Да, это я ездил в Мелихово по поручению отца, по газетному объявлению (выбрал именно Чехова потому, что любил уже его и хотел посмотреть), – отец тогда покупал имение под Москвой. Это я Чехова в Мелихове не застал, к самому Мелихову, как имению, остался довольно равнодушен, но все, что в нем было чеховского, начиная с Марии Павловны, через Евгению Яковлевну и приятельницу их Хотяинцеву, веселую художницу с узлом волос на голове, – все такое понравилось очень. Пусть там же почувствовал я, что вряд ли мы купим это серенькое именьице на ровном месте, без всякой привлекательности. Все-таки после веселого завтрака на террасе с хлопающей от ветра парусиной я ходил (из вежливости, от смущения?) с каким-то старостой осматривать владение. Видел флигелек Чехова, кажется, там было что-то вроде вышки, откуда он любил рассматривать звезды. Да еще уголок с темной аллеей в саду – тоже хорошо. Напомнило декорацию первого действия «Чайки».

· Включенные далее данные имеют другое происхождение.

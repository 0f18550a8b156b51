use anyhow::Result;
use once_cell::sync::Lazy;
use regex::Regex;
use std::path::Path;
use walkdir::WalkDir;

static IMAGE_EXT_RE: Lazy<Regex> =
    Lazy::new(|| Regex::new(r"(?i)\.(png|jpe?g|webp|avif|gif|svg)$").expect("static regex"));

pub const PUBLIC_PREFIX: &str = "/hero";

/// List hero images as public paths, sorted by file name. A missing
/// directory yields an empty list.
pub fn list_hero_images(dir: &Path) -> Result<Vec<String>> {
    if !dir.exists() {
        return Ok(Vec::new());
    }

    let mut images = Vec::new();
    for entry in WalkDir::new(dir).min_depth(1).max_depth(1) {
        let entry = entry?;
        if !entry.file_type().is_file() {
            continue;
        }
        let name = entry.file_name().to_string_lossy();
        if IMAGE_EXT_RE.is_match(&name) {
            images.push(format!("{}/{}", PUBLIC_PREFIX, name));
        }
    }
    images.sort();
    Ok(images)
}

#[cfg(test)]
mod tests {
    use super::*;
    use pretty_assertions::assert_eq;
    use std::fs;
    use tempfile::tempdir;

    #[test]
    fn test_lists_only_images_sorted() -> Result<()> {
        let dir = tempdir()?;
        for name in ["b.JPG", "a.png", "notes.txt", "c.webp", "d.svg"] {
            fs::write(dir.path().join(name), b"x")?;
        }
        fs::create_dir(dir.path().join("nested.png"))?;

        assert_eq!(
            list_hero_images(dir.path())?,
            vec!["/hero/a.png", "/hero/b.JPG", "/hero/c.webp", "/hero/d.svg"]
        );
        Ok(())
    }

    #[test]
    fn test_missing_dir_is_empty() -> Result<()> {
        let dir = tempdir()?;
        assert!(list_hero_images(&dir.path().join("nope"))?.is_empty());
        Ok(())
    }
}
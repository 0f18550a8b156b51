//! Roster parsers for spreadsheet grids.
//!
//! A roster export comes in one of two layouts:
//!
//! * a grid with a recognizable header row somewhere near the top, where only
//!   the first guest of a party block carries the party id ([`HeaderGridParser`]);
//! * a plain table whose first row holds arbitrary column titles, read as keyed
//!   records ([`KeyedRecordParser`]).
//!
//! [`detect_parser`] picks the right one for a grid.

use super::Guest;
use log::debug;
use std::collections::HashMap;

/// How many leading rows are scanned for a header.
pub const HEADER_SCAN_ROWS: usize = 25;

pub const NAME_HEADERS: &[&str] = &["name", "full name", "fullname", "guest", "guest name", "name of guest"];
pub const PARTY_HEADERS: &[&str] = &["party", "group", "household", "family", "party id", "partyid", "party_id"];

const RECORD_NAME_KEYS: &[&str] = &[
    "name",
    "full name",
    "fullname",
    "full_name",
    "guest",
    "guest name",
    "name of guest",
];
const RECORD_FIRST_NAME_KEYS: &[&str] = &["first", "first name", "given name"];
const RECORD_LAST_NAME_KEYS: &[&str] = &["last", "last name", "surname", "family name"];

/// Turns a grid of cell text into guests.
pub trait RosterParser {
    fn parse(&self, grid: &[Vec<String>]) -> Vec<Guest>;

    /// Short label for logging.
    fn layout(&self) -> &'static str;
}

fn header_key(cell: &str) -> String {
    cell.trim().to_lowercase()
}

/// Parser for grids with an explicit header row.
#[derive(Debug, Clone, PartialEq, Eq)]
pub struct HeaderGridParser {
    pub header_row: usize,
    pub name_col: usize,
    pub party_col: Option<usize>,
}

impl HeaderGridParser {
    /// Find the first row within the scan window that has a name-like header cell.
    pub fn detect(grid: &[Vec<String>]) -> Option<Self> {
        grid.iter().take(HEADER_SCAN_ROWS).enumerate().find_map(|(row_idx, row)| {
            let keys: Vec<String> = row.iter().map(|c| header_key(c)).collect();
            let name_col = keys.iter().position(|k| NAME_HEADERS.contains(&k.as_str()))?;
            let party_col = keys.iter().position(|k| PARTY_HEADERS.contains(&k.as_str()));
            Some(HeaderGridParser {
                header_row: row_idx,
                name_col,
                party_col,
            })
        })
    }
}

impl RosterParser for HeaderGridParser {
    fn parse(&self, grid: &[Vec<String>]) -> Vec<Guest> {
        let cell = |row: &[String], col: usize| row.get(col).map(|c| c.trim().to_string()).unwrap_or_default();

        // Blank party cells inherit the last party id seen above them
        let (guests, _) = grid.iter().skip(self.header_row + 1).fold(
            (Vec::new(), None::<String>),
            |(mut guests, current_party), row| {
                let name = cell(row, self.name_col);
                if name.is_empty() {
                    return (guests, current_party);
                }

                let raw_party = self.party_col.map(|col| cell(row, col)).unwrap_or_default();
                let party = if raw_party.is_empty() { current_party } else { Some(raw_party) };

                guests.push(Guest::new(name, party.clone()));
                (guests, party)
            },
        );

        guests
    }

    fn layout(&self) -> &'static str {
        "header-grid"
    }
}

/// Parser for tables read as records keyed by the first row.
#[derive(Debug, Clone, Copy, Default)]
pub struct KeyedRecordParser;

impl KeyedRecordParser {
    fn pick<'a>(record: &HashMap<String, &'a str>, keys: &[&str]) -> Option<&'a str> {
        keys.iter()
            .filter_map(|key| record.get(*key).copied())
            .map(str::trim)
            .find(|value| !value.is_empty())
    }
}

impl RosterParser for KeyedRecordParser {
    fn parse(&self, grid: &[Vec<String>]) -> Vec<Guest> {
        let Some((header, rows)) = grid.split_first() else {
            return Vec::new();
        };
        let keys: Vec<String> = header.iter().map(|c| header_key(c)).collect();

        rows.iter()
            .filter_map(|row| {
                let mut record: HashMap<String, &str> = HashMap::new();
                for (key, value) in keys.iter().zip(row.iter()) {
                    if !key.is_empty() {
                        record.entry(key.clone()).or_insert(value.as_str());
                    }
                }

                let name = match Self::pick(&record, RECORD_NAME_KEYS) {
                    Some(direct) => direct.to_string(),
                    None => [
                        Self::pick(&record, RECORD_FIRST_NAME_KEYS),
                        Self::pick(&record, RECORD_LAST_NAME_KEYS),
                    ]
                    .into_iter()
                    .flatten()
                    .collect::<Vec<_>>()
                    .join(" "),
                };
                if name.is_empty() {
                    return None;
                }

                let party = Self::pick(&record, PARTY_HEADERS).map(str::to_string);
                Some(Guest::new(name, party))
            })
            .collect()
    }

    fn layout(&self) -> &'static str {
        "keyed-records"
    }
}

/// Choose the header-grid parser when a header row is found, else keyed records.
pub fn detect_parser(grid: &[Vec<String>]) -> Box<dyn RosterParser + Send + Sync> {
    match HeaderGridParser::detect(grid) {
        Some(parser) => Box::new(parser),
        None => Box::new(KeyedRecordParser),
    }
}

/// Detect the layout and parse in one go.
pub fn parse_grid(grid: &[Vec<String>]) -> Vec<Guest> {
    let parser = detect_parser(grid);
    debug!("Parsing {} roster rows as {}", grid.len(), parser.layout());
    parser.parse(grid)
}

Рядом село Мелихово. Мы были и там. Школу в селе этом выстроил Чехов. Церковь он украшал. Крестьян он лечил. Проводник мой не так был многоречив, все же рассказывал, и в самом тоне того, что говорил, было столько почтения к Чехову… Да, теперь еще больше хотелось его увидеть. Вернувшись, я спросил у Марии Павловны адрес его в Москве. Если в ней была капля наблюдательности, она, конечно, заметила, что это поклонник, а не покупатель.

И поклонник действительно позвонил у двери квартиры на Малой Дмитровке, в жаркий солнечный Петров день, и ему отворил худощавый человек в пенсне, с легкими спутанными волосами на голове, с умными и приятными глазами. Одет он был в коричневый костюм, воротничок пиджака поднят, будто ему холодно и он кутается, а была попросту жара. Негромко, баском сказал: – Пожалуйте, пожалуйте…

И верно, что сразу же он очень понравился. Чем именно? Разве это можно объяснить? Выражением глаз, формой лица, улыбкой, вообще всем. Не помню, что я говорил ему о Мелихове. Но смущенную мою восторженность он понял так, что Мелихово такое особенное, за него надо просить не 15–20 тысяч, как делала Мария Павловна, а 40–50.

Нет, это была любовь не к Мелихову, а к нему самому. Мой грех состоял в том, что я напрасно отнимал у него время. Но меня вела любовь – быть может, в ней некоторое оправдание. Любовь привела меня к нему в тот день Апостолов Петра и Павла, когда, по его же желанию, Мария Павловна и «мамаша» служили панихиду по скончавшемуся рабу Божию Павлу (день его именин), уводившему теперь их всех из Мелихова.

Любовь Марии Павловны собрала все его письма, даже неважные. Но для кого неважные, а для кого и важные. В том же письме от 29 июня есть такая фраза:

«Был я сегодня в Новодевичьем. Могила отца покрыта дерном, иконка на кресте облупилась».

Значит, в то самое утро, когда я к нему явился, он только что вернулся из Новодевичьего.

Ему и раньше там нравилось, теперь связывала и могила отца. Думал ли он, что и ему самому скоро придется здесь лечь? Этого я не знаю. Как не знал тогда и того, что в летописи литературы нашей сохранится – для меня лишь важный – день первой моей встречи с Чеховым.

Мария Павловна продала Мелихово тем же летом. Но не нам.